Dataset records
***
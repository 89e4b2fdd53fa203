use anyhow::{anyhow, Result};
use std::io::{stderr, IsTerminal};
use tracing_subscriber::{fmt, prelude::*, registry, EnvFilter};

const DEFAULT_LOG_LEVEL: &str = "warn";
const VERBOSE_LOG_LEVEL: &str = "qrgen=debug";

/// Installs a compact stderr logger. `RUST_LOG` wins over `--verbose`.
pub fn init_logger(verbose: bool) -> Result<()> {
    let fallback = if verbose {
        VERBOSE_LOG_LEVEL
    } else {
        DEFAULT_LOG_LEVEL
    };
    let env_filter = EnvFilter::try_from_default_env().unwrap_or_else(|_| EnvFilter::new(fallback));

    let console_layer = fmt::layer()
        .with_writer(stderr)
        .with_ansi(stderr().is_terminal())
        .with_level(true)
        .with_target(false)
        .without_time()
        .compact()
        .with_filter(env_filter);

    registry()
        .with(console_layer)
        .try_init()
        .map_err(|e| anyhow!("could not install logger: {e}"))
}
***
**TASK DESCRIPTION:** From the data, collect all lines where the string "fallback" appears.

**RESULT:**
    let fallback = if verbose {
    let env_filter = EnvFilter::try_from_default_env().unwrap_or_else(|_| EnvFilter::new(fallback));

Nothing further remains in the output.